Long-term Data Continue to Support Perjeta Regimen for HER2-positive Metastatic Breast Cancer

End-of-study data from the CLEOPATRA trial supports the long-term efficacy of Genentech‘s Perjeta (pertuzumab) plus Herceptin (trastuzumab) and docetaxel chemotherapy for patients with previously untreated HER2-positive metastatic breast cancer.

Patients on the Perjeta combination regimen lived a median 16.3 months longer, compared with the control group not receiving Perjeta, an improvement considered “unprecedented” for this type of cancer.

The results were presented at the American Society of Clinical Oncology (ASCO) 2019 Annual Meeting by Sandra M. Swain, MD, FASCO, a breast cancer specialist and professor at Georgetown University.

Trial data were highlighted in the poster, “End-of-study analysis from the phase III, randomized, double-blind, placebo (Pla)-controlled CLEOPATRA study of first-line (1L) pertuzumab (P), trastuzumab (H), and docetaxel (D) in patients (pts) with HER2-positive metastatic breast cancer (MBC).

“Our science-driven approach has been transforming standards of care in breast cancer for more than 20 years, and we are excited to present data from a Perjeta study that showed an unprecedented survival benefit for patients living with advanced HER2-positive disease,” Sandra Horning, MD, Roche’s chief medical officer and head of global product development, said in a press release.

The CLEOPATRA study (NCT00567190) was a Phase 3 study evaluating first-line treatment with intravenous infusions of Perjeta or placebo, added to Herceptin and docetaxel, in 808 patients with HER2-positive breast cancer whose cancer had come back (recurrent) and spread elsewhere in the body (metastatic).

After a long-term follow-up of eight years, patients in the Perjeta group had an overall survival of 57.1 months, compared with 40.8 months in the control arm (placebo, Herceptin and chemotherapy).
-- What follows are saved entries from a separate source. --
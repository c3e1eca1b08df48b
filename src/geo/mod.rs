//! Travel modes and the duration/geocoding provider seam

pub mod router;
pub mod types;

pub use router::MapsRouter;
pub use types::{Durationer, Locator, TravelMode, format_duration};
This means they lived 16.3 months longer, with a 31% overall reduction in the risk of death.

At the 8-year landmark, over a third (37%) of the patients on the Perjeta regimen were alive versus less than one quarter (23%) in the control group.
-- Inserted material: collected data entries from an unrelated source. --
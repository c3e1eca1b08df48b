//! Flag sets for the add and commute sub-parsers

use crate::config::DEFAULT_LOCATION_ALIAS;
use clap::Parser;

/// Store a named location
#[derive(Parser, Debug)]
#[command(name = "commuter add")]
pub struct AddArgs {
    /// Alias for the location, e.g. "home"
    #[arg(short, long, default_value = "")]
    pub name: String,

    /// Address or "lat,lon" to store under the alias
    #[arg(short, long, default_value = "")]
    pub location: String,
}

/// Check the commute between two locations
#[derive(Parser, Debug)]
#[command(name = "commuter")]
pub struct CommuteArgs {
    /// Starting location: an alias, an address, or "lat,lon"
    #[arg(long, default_value = DEFAULT_LOCATION_ALIAS)]
    pub from: String,

    /// Use the device's current location as the starting point
    #[arg(long)]
    pub from_current: bool,

    /// Destination: an alias, an address, or "lat,lon"
    #[arg(long, default_value = DEFAULT_LOCATION_ALIAS)]
    pub to: String,

    /// Use the device's current location as the destination
    #[arg(long)]
    pub to_current: bool,

    /// Check the driving duration
    #[arg(long)]
    pub drive: bool,

    /// Check the walking duration
    #[arg(long)]
    pub walk: bool,

    /// Check the cycling duration
    #[arg(long)]
    pub bike: bool,

    /// Check the public transit duration
    #[arg(long)]
    pub transit: bool,
}

impl CommuteArgs {
    /// Default to driving when no other method of transport is selected
    pub fn normalize_modes(&mut self) {
        if !self.walk && !self.bike && !self.transit {
            self.drive = true;
        }
    }
}

#[cfg(test)]
mod tests {
    use super::*;

    #[test]
    fn test_parse_add_args() {
        let args =
            AddArgs::try_parse_from(["add", "--name", "home", "--location", "123 Main St."])
                .unwrap();
        assert_eq!(args.name, "home");
        assert_eq!(args.location, "123 Main St.");
    }

    #[test]
    fn test_parse_add_args_defaults_empty() {
        let args = AddArgs::try_parse_from(["add"]).unwrap();
        assert!(args.name.is_empty());
        assert!(args.location.is_empty());
    }

    #[test]
    fn test_parse_commute_defaults() {
        let args = CommuteArgs::try_parse_from(["commuter"]).unwrap();
        assert_eq!(args.from, DEFAULT_LOCATION_ALIAS);
        assert_eq!(args.to, DEFAULT_LOCATION_ALIAS);
        assert!(!args.from_current);
        assert!(!args.to_current);
        assert!(!args.drive && !args.walk && !args.bike && !args.transit);
    }

    #[test]
    fn test_parse_commute_endpoints() {
        let args =
            CommuteArgs::try_parse_from(["commuter", "--to", "work", "--from", "home"]).unwrap();
        assert_eq!(args.to, "work");
        assert_eq!(args.from, "home");
    }

    #[test]
    fn test_parse_commute_current_flags() {
        let args =
            CommuteArgs::try_parse_from(["commuter", "--from-current", "--to", "work"]).unwrap();
        assert!(args.from_current);
        assert!(!args.to_current);
    }

    #[test]
    fn test_normalize_defaults_to_drive() {
        let mut args = CommuteArgs::try_parse_from(["commuter", "--to", "work"]).unwrap();
        args.normalize_modes();
        assert!(args.drive);
        assert!(!args.walk && !args.bike && !args.transit);
    }

    #[test]
    fn test_normalize_keeps_explicit_modes() {
        let mut args = CommuteArgs::try_parse_from(["commuter", "--walk"]).unwrap();
        args.normalize_modes();
        assert!(args.walk);
        assert!(!args.drive);
    }

    #[test]
    fn test_unknown_flag_is_an_error() {
        assert!(CommuteArgs::try_parse_from(["commuter", "--bogus"]).is_err());
        assert!(AddArgs::try_parse_from(["add", "--bogus"]).is_err());
    }
}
These new data are consistent with the previously reported results of 50 months follow-up and confirm the unparalleled overall survival benefit of the Perjeta-based regimen after an additional four years of follow-up, Roche (which owns Genentech) said in the release.

The long-term triple combo’s safety was generally consistent with that known for Perjeta and maintained the safety profiles reported at 50 months. Since this prior analysis, there were only two new heart-related events — a serious adverse event suggestive of heart failure and another one of left ventricular systolic dysfunction, which were both resolved.
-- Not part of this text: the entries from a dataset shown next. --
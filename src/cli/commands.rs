//! Command implementations: configure, add, list, commute
//!
//! Each command validates its own preconditions and executes
//! independently against the storage and provider collaborators it
//! carries. Validation never has side effects; a command that fails
//! validation is never run.

use crate::cli::input::Input;
use crate::config::{Configuration, DEFAULT_LOCATION_ALIAS, Locations};
use crate::error::{CommuterError, Result};
use crate::geo::{Durationer, Locator, TravelMode, format_duration};
use crate::storage::StorageProvider;
use std::time::Duration;
use tracing::{debug, info};

/// A resolved command, ready to validate and run
pub enum Command {
    Configure(ConfigureCmd),
    Add(AddCmd),
    List(ListCmd),
    Commute(CommuteCmd),
}

impl std::fmt::Debug for Command {
    fn fmt(&self, f: &mut std::fmt::Formatter<'_>) -> std::fmt::Result {
        let name = match self {
            Command::Configure(_) => "Configure",
            Command::Add(_) => "Add",
            Command::List(_) => "List",
            Command::Commute(_) => "Commute",
        };
        write!(f, "{name}")
    }
}

impl Command {
    /// Check the command's preconditions without side effects
    pub fn validate(&self) -> Result<()> {
        match self {
            Command::Configure(_) | Command::List(_) => Ok(()),
            Command::Add(cmd) => cmd.validate(),
            Command::Commute(cmd) => cmd.validate(),
        }
    }

    /// Execute the command
    pub fn run(&self) -> Result<()> {
        match self {
            Command::Configure(cmd) => cmd.run(),
            Command::Add(cmd) => cmd.run(),
            Command::List(cmd) => cmd.run(),
            Command::Commute(cmd) => cmd.run(),
        }
    }
}

/// Prompt for a provider API key and persist it
pub struct ConfigureCmd {
    pub input: Box<dyn Input>,
    pub store: Box<dyn StorageProvider>,
}

impl ConfigureCmd {
    pub fn run(&self) -> Result<()> {
        println!("Enter your Google Maps API key:");
        let key = self.input.read_line()?;

        let configuration = Configuration {
            api_key: key.trim().to_string(),
        };
        self.store.save_configuration(&configuration)?;

        info!("configuration saved");
        Ok(())
    }
}

/// Store one named location, overwriting any previous value
pub struct AddCmd {
    pub name: String,
    pub value: String,
    pub store: Box<dyn StorageProvider>,
}

impl AddCmd {
    pub fn validate(&self) -> Result<()> {
        if self.name.is_empty() {
            return Err(CommuterError::missing_field("name"));
        }
        // An empty value is permitted; the alias is useless but harmless.
        Ok(())
    }

    pub fn run(&self) -> Result<()> {
        let mut locations = self.store.load_locations()?;
        locations.set(self.name.clone(), self.value.clone());
        self.store.save_locations(&locations)?;

        println!("Stored {}: {}", self.name, self.value);
        Ok(())
    }
}

/// Enumerate stored locations
pub struct ListCmd {
    pub store: Box<dyn StorageProvider>,
}

impl ListCmd {
    /// The stored (alias, value) pairs in stable order
    pub fn entries(&self) -> Result<Vec<(String, String)>> {
        let locations = self.store.load_locations()?;
        Ok(locations
            .iter()
            .map(|(name, value)| (name.to_string(), value.to_string()))
            .collect())
    }

    pub fn run(&self) -> Result<()> {
        for (name, value) in self.entries()? {
            println!("{name}: {value}");
        }
        Ok(())
    }
}

/// Outcome of one travel mode's duration lookup
pub struct ModeReport {
    pub mode: TravelMode,
    pub outcome: Result<Duration>,
}

/// Resolve two endpoints and report the commute duration for each
/// selected travel mode
pub struct CommuteCmd {
    pub from: String,
    pub to: String,
    pub from_current: bool,
    pub to_current: bool,
    pub drive: bool,
    pub walk: bool,
    pub bike: bool,
    pub transit: bool,
    pub durationer: Box<dyn Durationer>,
    pub locator: Box<dyn Locator>,
    pub store: Box<dyn StorageProvider>,
}

impl CommuteCmd {
    pub fn validate(&self) -> Result<()> {
        if self.from_current && self.from != DEFAULT_LOCATION_ALIAS {
            return Err(CommuterError::conflicting_input(
                "--from and --from-current cannot be combined",
            ));
        }
        if self.to_current && self.to != DEFAULT_LOCATION_ALIAS {
            return Err(CommuterError::conflicting_input(
                "--to and --to-current cannot be combined",
            ));
        }

        // Unreachable after resolver normalization, kept as a guard.
        if self.selected_modes().is_empty() {
            return Err(CommuterError::NoTransportSelected);
        }

        Ok(())
    }

    pub fn run(&self) -> Result<()> {
        let locations = self.store.load_locations()?;
        let from = self.resolve_endpoint(&self.from, self.from_current, &locations)?;
        let to = self.resolve_endpoint(&self.to, self.to_current, &locations)?;
        info!("commute from {from:?} to {to:?}");

        for report in self.measure(&from, &to) {
            match report.outcome {
                Ok(duration) => println!("{}: {}", report.mode, format_duration(duration)),
                Err(e) => println!("{}: failed: {e}", report.mode),
            }
        }
        Ok(())
    }

    /// The selected travel modes, in reporting order
    fn selected_modes(&self) -> Vec<TravelMode> {
        TravelMode::ALL
            .into_iter()
            .filter(|mode| match mode {
                TravelMode::Drive => self.drive,
                TravelMode::Walk => self.walk,
                TravelMode::Bike => self.bike,
                TravelMode::Transit => self.transit,
            })
            .collect()
    }

    /// Turn one endpoint into a concrete location string. The current
    /// location wins over the alias table; otherwise an alias
    /// substitutes its stored value and anything else passes through
    /// as a literal address.
    fn resolve_endpoint(
        &self,
        value: &str,
        current: bool,
        locations: &Locations,
    ) -> Result<String> {
        if current {
            let (lat, lon) = self.locator.current_location()?;
            debug!("current location resolved to {lat},{lon}");
            return Ok(format!("{lat},{lon}"));
        }

        Ok(locations.resolve(value))
    }

    /// Look up the duration for every selected mode. One mode's
    /// failure never aborts the others; each outcome is reported.
    fn measure(&self, from: &str, to: &str) -> Vec<ModeReport> {
        self.selected_modes()
            .into_iter()
            .map(|mode| ModeReport {
                mode,
                outcome: self.durationer.duration(from, to, mode),
            })
            .collect()
    }
}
Likewise, data from the Chinese PUFFIN Phase 3 study (NCT02896855) also presented at this year’s ASCO meeting, confirmed the benefits of the Perjeta regimen for treating patients with recurrent HER2-positive metastatic breast cancer, with efficacy results consistent with the CLEOPATRA study.

Perjeta, much like Herceptin, is an inhibitor of the HER2 receptor, a protein known to participate in breast cancer growth and survival. But while Perjeta works by preventing the HER2 protein from binding the HER3 protein, Herceptin prevents the HER2 protein from binding to similar HER2 proteins.

Researchers think that blocking both mechanisms could provide more effective inhibition of the HER2 signaling.

Perjeta is approved in the U.S., in combination with Herceptin and chemotherapy, for the treatment of patients with HER2-positive early breast cancer and a high likelihood that the cancer will return after surgery, based on the APHINITY Phase 3 trial (NCT01358877).

It is not yet approved for patients whose cancer came back after surgery and spread to distant organs.